Skin-related laser procedures such as body hair removal are among the most popular elective laser surgeries in the U.S. To meet demand, more non-physicians are performing these procedures than ever before.
A study published online Oct. 16 in JAMA Dermatology, a journal of the American Medical Association, found that lawsuits related to procedures in which non-physicians operate the laser are increasing, particularly when performed outside a traditional medical setting.
"Procedures performed by untrained individuals, particularly in non-medical settings, are more likely to result in litigation," said lead author Dr.
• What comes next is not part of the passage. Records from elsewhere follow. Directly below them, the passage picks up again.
//! Line prompt on stdin
//!
//! Stdin is read on a dedicated thread: a blocking read cannot be cancelled,
//! and leaving one inside the runtime would hold up shutdown after Ctrl-C.

use std::io::{self, BufRead, Write};
use std::thread;

use async_trait::async_trait;
use crossterm::style::Stylize;
use tokio::sync::mpsc;
use tracing::debug;

use crate::core::{InputSource, UserInput};

/// Lines read from stdin, newline stripped. The channel closes at end of input.
pub fn spawn_stdin_lines() -> mpsc::UnboundedReceiver<io::Result<String>> {
    let (tx, rx) = mpsc::unbounded_channel();

    thread::spawn(move || {
        for line in io::stdin().lock().lines() {
            let failed = line.is_err();
            if tx.send(line).is_err() || failed {
                break;
            }
        }
        debug!("stdin reader finished");
    });

    rx
}

/// One Ctrl-C listener for the whole session.
///
/// The listener is installed once and kept; an interrupt that arrives while
/// nothing is waiting stays queued until the next `recv`.
pub struct Interrupts {
    source: InterruptSource,
}

enum InterruptSource {
    #[cfg(unix)]
    Unix(tokio::signal::unix::Signal),
    #[cfg(windows)]
    Windows(tokio::signal::windows::CtrlC),
    Channel(mpsc::UnboundedReceiver<()>),
}

impl Interrupts {
    /// Install the process Ctrl-C handler.
    #[cfg(unix)]
    pub fn ctrl_c() -> io::Result<Self> {
        use tokio::signal::unix::{signal, SignalKind};
        Ok(Self {
            source: InterruptSource::Unix(signal(SignalKind::interrupt())?),
        })
    }

    #[cfg(windows)]
    pub fn ctrl_c() -> io::Result<Self> {
        Ok(Self {
            source: InterruptSource::Windows(tokio::signal::windows::ctrl_c()?),
        })
    }

    /// Interrupts delivered by hand, one per `()` sent.
    pub fn from_channel(rx: mpsc::UnboundedReceiver<()>) -> Self {
        Self {
            source: InterruptSource::Channel(rx),
        }
    }

    /// Wait for the next interrupt. Never resolves once the source is gone.
    pub async fn recv(&mut self) {
        let received = match &mut self.source {
            #[cfg(unix)]
            InterruptSource::Unix(signal) => signal.recv().await,
            #[cfg(windows)]
            InterruptSource::Windows(ctrl_c) => ctrl_c.recv().await,
            InterruptSource::Channel(rx) => rx.recv().await,
        };
        if received.is_none() {
            futures::future::pending::<()>().await
        }
    }
}

pub struct LinePrompt<W> {
    lines: mpsc::UnboundedReceiver<io::Result<String>>,
    interrupts: Interrupts,
    out: W,
}

impl<W: Write + Send> LinePrompt<W> {
    pub fn new(
        lines: mpsc::UnboundedReceiver<io::Result<String>>,
        interrupts: Interrupts,
        out: W,
    ) -> Self {
        Self {
            lines,
            interrupts,
            out,
        }
    }

    fn show_prompt(&mut self) -> io::Result<()> {
        write!(self.out, "{}: ", "You".bold().blue())?;
        self.out.flush()
    }
}

#[async_trait]
impl<W: Write + Send> InputSource for LinePrompt<W> {
    async fn read_line(&mut self) -> io::Result<UserInput> {
        self.show_prompt()?;

        tokio::select! {
            biased;
            _ = self.interrupts.recv() => Ok(UserInput::Interrupted),
            line = self.lines.recv() => match line {
                Some(line) => Ok(UserInput::Line(line?.trim_end_matches('\r').to_string())),
                None => Ok(UserInput::Interrupted),
            },
        }
    }

    async fn interrupted(&mut self) {
        self.interrupts.recv().await
    }
}

#[cfg(test)]
mod tests {
    use super::*;
    use tokio_test::{assert_pending, assert_ready};

    fn prompt(lines: &[&str]) -> LinePrompt<Vec<u8>> {
        let (tx, rx) = mpsc::unbounded_channel();
        for line in lines {
            tx.send(Ok(line.to_string())).unwrap();
        }
        drop(tx);
        LinePrompt::new(rx, quiet(), Vec::new())
    }

    fn quiet() -> Interrupts {
        let (_tx, rx) = mpsc::unbounded_channel();
        Interrupts::from_channel(rx)
    }

    #[tokio::test]
    async fn test_reads_lines_in_order() {
        let mut prompt = prompt(&["hello", "second\r"]);

        assert_eq!(prompt.read_line().await.unwrap(), UserInput::Line("hello".into()));
        assert_eq!(prompt.read_line().await.unwrap(), UserInput::Line("second".into()));
    }

    #[tokio::test]
    async fn test_end_of_input_is_interrupt() {
        let mut prompt = prompt(&[]);
        assert_eq!(prompt.read_line().await.unwrap(), UserInput::Interrupted);
    }

    #[tokio::test]
    async fn test_empty_line_is_a_message() {
        let mut prompt = prompt(&[""]);
        assert_eq!(prompt.read_line().await.unwrap(), UserInput::Line(String::new()));
    }

    #[tokio::test]
    async fn test_prints_prompt_label() {
        let mut prompt = prompt(&["x"]);
        prompt.read_line().await.unwrap();
        let printed = String::from_utf8(prompt.out.clone()).unwrap();
        assert!(printed.contains("You"));
        assert!(printed.ends_with(": "));
    }

    #[tokio::test]
    async fn test_read_error_propagates() {
        let (tx, rx) = mpsc::unbounded_channel();
        tx.send(Err(io::Error::new(io::ErrorKind::InvalidData, "not utf-8")))
            .unwrap();
        let mut prompt = LinePrompt::new(rx, quiet(), Vec::new());

        let err = prompt.read_line().await.unwrap_err();
        assert_eq!(err.kind(), io::ErrorKind::InvalidData);
    }

    #[tokio::test]
    async fn test_waits_for_input() {
        let (tx, rx) = mpsc::unbounded_channel();
        let mut prompt = LinePrompt::new(rx, quiet(), Vec::new());

        {
            let mut task = tokio_test::task::spawn(prompt.read_line());
            assert_pending!(task.poll());

            tx.send(Ok("late".to_string())).unwrap();
            assert!(task.is_woken());
            let line = assert_ready!(task.poll()).unwrap();
            assert_eq!(line, UserInput::Line("late".into()));
        }
    }

    #[tokio::test]
    async fn test_interrupt_before_wait_is_kept() {
        let (_lines_tx, lines) = mpsc::unbounded_channel();
        let (tx, rx) = mpsc::unbounded_channel();
        let mut prompt = LinePrompt::new(lines, Interrupts::from_channel(rx), Vec::new());

        // Both land while nobody is listening.
        tx.send(()).unwrap();
        tx.send(()).unwrap();

        let mut task = tokio_test::task::spawn(prompt.interrupted());
        assert_ready!(task.poll());
        drop(task);
        assert_eq!(prompt.read_line().await.unwrap(), UserInput::Interrupted);
    }

    #[tokio::test]
    async fn test_interrupt_wins_over_queued_line() {
        let (lines_tx, lines) = mpsc::unbounded_channel();
        let (tx, rx) = mpsc::unbounded_channel();
        let mut prompt = LinePrompt::new(lines, Interrupts::from_channel(rx), Vec::new());

        lines_tx.send(Ok("typed".to_string())).unwrap();
        tx.send(()).unwrap();

        assert_eq!(prompt.read_line().await.unwrap(), UserInput::Interrupted);
        assert_eq!(prompt.read_line().await.unwrap(), UserInput::Line("typed".into()));
    }

    #[tokio::test]
    async fn test_closed_interrupt_source_never_fires() {
        let (_lines_tx, lines) = mpsc::unbounded_channel();
        let (tx, rx) = mpsc::unbounded_channel::<()>();
        drop(tx);
        let mut prompt = LinePrompt::new(lines, Interrupts::from_channel(rx), Vec::new());

        let mut task = tokio_test::task::spawn(prompt.interrupted());
        assert_pending!(task.poll());
    }
}
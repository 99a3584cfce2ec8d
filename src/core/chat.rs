//! Completion driver
//!
//! The ChatEngine turns a full conversation into one assistant reply:
//! 1. Hands every message, system prompt included, to the backend
//! 2. Drains the fragment stream in arrival order
//! 3. Returns the accumulated text, or the first fault the stream raised

use futures::{Stream, StreamExt};
use tracing::debug;

use crate::conversation::Conversation;
use crate::providers::{CompletionBackend, Fragment, ProviderError};

/// Errors from the chat engine
#[derive(Debug, thiserror::Error)]
pub enum ChatError {
    #[error("Provider error: {0}")]
    Provider(#[from] ProviderError),
}

/// The core chat engine
pub struct ChatEngine<B> {
    backend: B,
}

impl<B: CompletionBackend> ChatEngine<B> {
    pub fn new(backend: B) -> Self {
        Self { backend }
    }

    pub fn backend(&self) -> &B {
        &self.backend
    }

    /// Request a reply for the conversation as it stands.
    pub async fn complete(&self, conversation: &Conversation) -> Result<String, ChatError> {
        self.complete_with(conversation, |_| {}).await
    }

    /// Like [`complete`](Self::complete), calling `on_fragment` for each
    /// piece of text as it arrives. The return value is unaffected.
    pub async fn complete_with<F>(
        &self,
        conversation: &Conversation,
        on_fragment: F,
    ) -> Result<String, ChatError>
    where
        F: FnMut(&str),
    {
        let stream = self.backend.stream_chat(conversation.messages()).await?;
        let reply = collect_reply(stream, on_fragment).await?;
        debug!(conversation = %conversation.id(), chars = reply.len(), "reply assembled");
        Ok(reply)
    }
}

/// Concatenate non-empty fragments; absent or empty ones are skipped, and
/// any error discards what was collected so far.
pub async fn collect_reply<S, F>(stream: S, mut on_fragment: F) -> Result<String, ProviderError>
where
    S: Stream<Item = Result<Fragment, ProviderError>>,
    F: FnMut(&str),
{
    futures::pin_mut!(stream);

    let mut reply = String::new();
    while let Some(item) = stream.next().await {
        match item? {
            Some(text) if !text.is_empty() => {
                on_fragment(&text);
                reply.push_str(&text);
            }
            _ => {}
        }
    }
    Ok(reply)
}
H. Ray Jalian, a clinical instructor of medicine in the dermatology division at the David Geffen School of Medicine at UCLA. "Consumers should be aware that laser treatments are medical procedures and should verify the training, certification and experience of the person performing the procedure.
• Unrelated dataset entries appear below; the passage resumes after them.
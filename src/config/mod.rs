//! Application configuration

pub mod prompts;

use std::env;

use thiserror::Error;

pub use prompts::builtin as prompts_builtin;

pub const DEFAULT_BASE_URL: &str = "http://10.161.141.2:1234/v1";

#[derive(Debug, Error)]
pub enum ConfigError {
    #[error("MODEL_NAME is not set; export it or add it to .env")]
    MissingModel,
}

/// Connection settings for the completion service, read once at startup.
#[derive(Debug, Clone, PartialEq, Eq)]
pub struct Config {
    pub base_url: String,
    pub api_key: Option<String>,
    pub model: String,
}

impl Config {
    pub fn from_env() -> Result<Self, ConfigError> {
        Self::from_lookup(|key| env::var(key).ok())
    }

    /// Build from an arbitrary variable source. Empty values count as unset.
    pub fn from_lookup<F>(lookup: F) -> Result<Self, ConfigError>
    where
        F: Fn(&str) -> Option<String>,
    {
        let get = |key: &str| lookup(key).filter(|v| !v.trim().is_empty());

        let base_url = get("OPENAI_BASE_URL")
            .unwrap_or_else(|| DEFAULT_BASE_URL.into())
            .trim_end_matches('/')
            .to_string();

        Ok(Self {
            base_url,
            api_key: get("OPENAI_API_KEY"),
            model: get("MODEL_NAME").ok_or(ConfigError::MissingModel)?,
        })
    }
}
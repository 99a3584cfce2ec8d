//! LLM TUI Chat
//!
//! A terminal chat client for OpenAI-compatible chat-completion servers.
//! The whole conversation is sent on every turn and the streamed reply is
//! shown in a panel once it is complete.

pub mod config;
pub mod conversation;
pub mod core;
pub mod providers;
pub mod ui;
//! Bordered panel layout
//!
//! Layout works on plain text and display widths; styling is applied by the
//! caller when the rows are written out.

use std::borrow::Cow;

use unicode_width::{UnicodeWidthChar, UnicodeWidthStr};

const MIN_WIDTH: usize = 8;
const TAB: &str = "    ";

/// A block of body text. The first `emphasis` bytes of its first row are
/// rendered with emphasis.
#[derive(Debug, Clone)]
pub struct Paragraph {
    pub text: String,
    pub emphasis: usize,
}

impl Paragraph {
    pub fn plain(text: impl Into<String>) -> Self {
        Self {
            text: text.into(),
            emphasis: 0,
        }
    }

    pub fn labeled(label: &str, text: &str) -> Self {
        Self {
            text: format!("{label} {text}"),
            emphasis: label.len(),
        }
    }
}

#[derive(Debug, Clone, PartialEq, Eq)]
pub struct Row {
    pub text: String,
    pub emphasis: usize,
    pub pad: usize,
}

#[derive(Debug, Clone)]
pub struct PanelLayout {
    pub title: Option<String>,
    /// Rule lengths left and right of the title on the top border.
    pub rule_left: usize,
    pub rule_right: usize,
    pub rows: Vec<Row>,
    pub width: usize,
}

impl PanelLayout {
    pub fn new(title: Option<&str>, paragraphs: &[Paragraph], width: usize) -> Self {
        let width = width.max(MIN_WIDTH);
        let inner = width - 4;
        let span = width - 2;

        let title = title
            .map(|t| truncate_to_width(t, span - 2))
            .filter(|t| !t.is_empty());
        let (rule_left, rule_right) = match &title {
            Some(t) => {
                let fill = span - (t.width() + 2);
                (fill / 2, fill - fill / 2)
            }
            None => (span, 0),
        };

        let mut rows = Vec::new();
        for paragraph in paragraphs {
            let text = paragraph.text.replace('\t', TAB).replace('\r', "");
            let mut emphasis = paragraph.emphasis;
            for line in text.split('\n') {
                for row in wrap(line, inner) {
                    let pad = inner.saturating_sub(row.width());
                    let row_emphasis = floor_char_boundary(&row, emphasis);
                    rows.push(Row {
                        text: row,
                        emphasis: row_emphasis,
                        pad,
                    });
                    emphasis = 0;
                }
            }
        }

        Self {
            title,
            rule_left,
            rule_right,
            rows,
            width,
        }
    }

    /// Every terminal line of the panel as a sequence of segments.
    pub fn lines(&self) -> Vec<Vec<Segment<'_>>> {
        let mut lines = Vec::with_capacity(self.rows.len() + 2);

        lines.push(match &self.title {
            Some(title) => vec![
                Segment::border(format!("╭{} ", "─".repeat(self.rule_left))),
                Segment::new(SegmentKind::Title, title.as_str()),
                Segment::border(format!(" {}╮", "─".repeat(self.rule_right))),
            ],
            None => vec![Segment::border(format!("╭{}╮", "─".repeat(self.rule_left)))],
        });

        for row in &self.rows {
            let (head, tail) = row.text.split_at(row.emphasis);
            let mut line = vec![Segment::border("│ ")];
            if !head.is_empty() {
                line.push(Segment::new(SegmentKind::Emphasis, head));
            }
            line.push(Segment::new(SegmentKind::Body, tail));
            line.push(Segment::new(SegmentKind::Body, " ".repeat(row.pad)));
            line.push(Segment::border(" │"));
            lines.push(line);
        }

        lines.push(vec![Segment::border(format!("╰{}╯", "─".repeat(self.width - 2)))]);
        lines
    }

    /// Unstyled rendering, one string per terminal line.
    pub fn plain_lines(&self) -> Vec<String> {
        self.lines()
            .iter()
            .map(|line| line.iter().map(|segment| segment.text.as_ref()).collect())
            .collect()
    }
}

#[derive(Debug, Clone, Copy, PartialEq, Eq)]
pub enum SegmentKind {
    Border,
    Title,
    Emphasis,
    Body,
}

#[derive(Debug, Clone, PartialEq, Eq)]
pub struct Segment<'a> {
    pub kind: SegmentKind,
    pub text: Cow<'a, str>,
}

impl<'a> Segment<'a> {
    fn new(kind: SegmentKind, text: impl Into<Cow<'a, str>>) -> Self {
        Self {
            kind,
            text: text.into(),
        }
    }

    fn border(text: impl Into<Cow<'a, str>>) -> Self {
        Self::new(SegmentKind::Border, text)
    }
}

/// Greedy word wrap by display width; words wider than a row are broken.
fn wrap(line: &str, width: usize) -> Vec<String> {
    let mut rows = Vec::new();
    let mut current = String::new();
    let mut current_width = 0;

    for word in line.split_inclusive(' ') {
        let word_width = word.width();
        let visible_width = word.trim_end_matches(' ').width();

        if current_width + visible_width > width && !current.is_empty() {
            rows.push(current.trim_end().to_string());
            current.clear();
            current_width = 0;
        }

        if visible_width > width {
            for ch in word.chars() {
                let ch_width = ch.width().unwrap_or(0);
                if current_width + ch_width > width && !current.is_empty() {
                    rows.push(current.trim_end().to_string());
                    current.clear();
                    current_width = 0;
                }
                if ch == ' ' && current.is_empty() {
                    continue;
                }
                current.push(ch);
                current_width += ch_width;
            }
        } else {
            current.push_str(word);
            current_width += word_width;
        }
    }

    rows.push(current.trim_end().to_string());
    rows
}

fn truncate_to_width(text: &str, width: usize) -> String {
    let mut out = String::new();
    let mut used = 0;
    for ch in text.chars() {
        let w = ch.width().unwrap_or(0);
        if used + w > width {
            break;
        }
        out.push(ch);
        used += w;
    }
    out
}

fn floor_char_boundary(text: &str, index: usize) -> usize {
    let mut index = index.min(text.len());
    while !text.is_char_boundary(index) {
        index -= 1;
    }
    index
}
Researchers used an online national database of public legal documents to chart the frequency of medical professional liability claims stemming from skin-related laser surgeries.They identified 175 cases related to injury from such surgeries between 1999 and 2012. Of those cases, 75 (42.9 percent) involved a non-physician. The proportion of cases involving non-physicians increased from 36.3 percent in 2008 to 77.8 percent in 2011.
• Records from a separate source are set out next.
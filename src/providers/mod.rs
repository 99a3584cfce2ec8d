//! Completion service integrations

mod openai_compat;
#[cfg(test)]
pub mod scripted;
mod sse;

use async_trait::async_trait;
use futures::stream::BoxStream;
use thiserror::Error;

use crate::conversation::Message;

pub use openai_compat::OpenAICompatProvider;

#[derive(Debug, Error)]
pub enum ProviderError {
    #[error("Request failed: {0}")]
    RequestFailed(#[from] reqwest::Error),

    #[error("API error: {0}")]
    Api(String),

    #[error("Invalid response: {0}")]
    InvalidResponse(String),
}

/// One streamed delta. `None` means the chunk carried no text.
pub type Fragment = Option<String>;

pub type FragmentStream = BoxStream<'static, Result<Fragment, ProviderError>>;

/// A service that answers a conversation with a stream of text fragments.
#[async_trait]
pub trait CompletionBackend: Send + Sync {
    async fn stream_chat(&self, messages: &[Message]) -> Result<FragmentStream, ProviderError>;
}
Laser hair removal was the most common of these procedures. While only one-third of laser hair-removal procedures were performed by non-physicians, 75.5 percent of hair-removal lawsuits between 2004 and 2012 involved non-physicians; between 2008 and 2012, it was 85.7 percent.
The study found that non-physicians performing skin-related laser surgery included nurse practitioners, registered nurses, medical assistants, electrologists and aestheticians, among others.
To meet the high demand for these procedures, physicians have increasingly delegated laser surgeries to non-physicians over the past decade. In many states, laser surgeries not supervised by a physician can be performed legally at non-medical facilities like medical spas that offer aesthetic and cosmetic procedures.
Jalian stressed that physicians and others who operate lasers should know their state laws regarding physician supervision of non-physician laser operators. He also noted that in the correct setting, with close on-site supervision and appropriate training, the use of non-physician operators can prove to be productive and safe for patients.
Other study authors included Chris A. Jalian; Paul Hastings LLC, New York; and Dr. Mathew Avram of the Wellman Center for Photomedicine at Massachusetts General Hospital in Boston.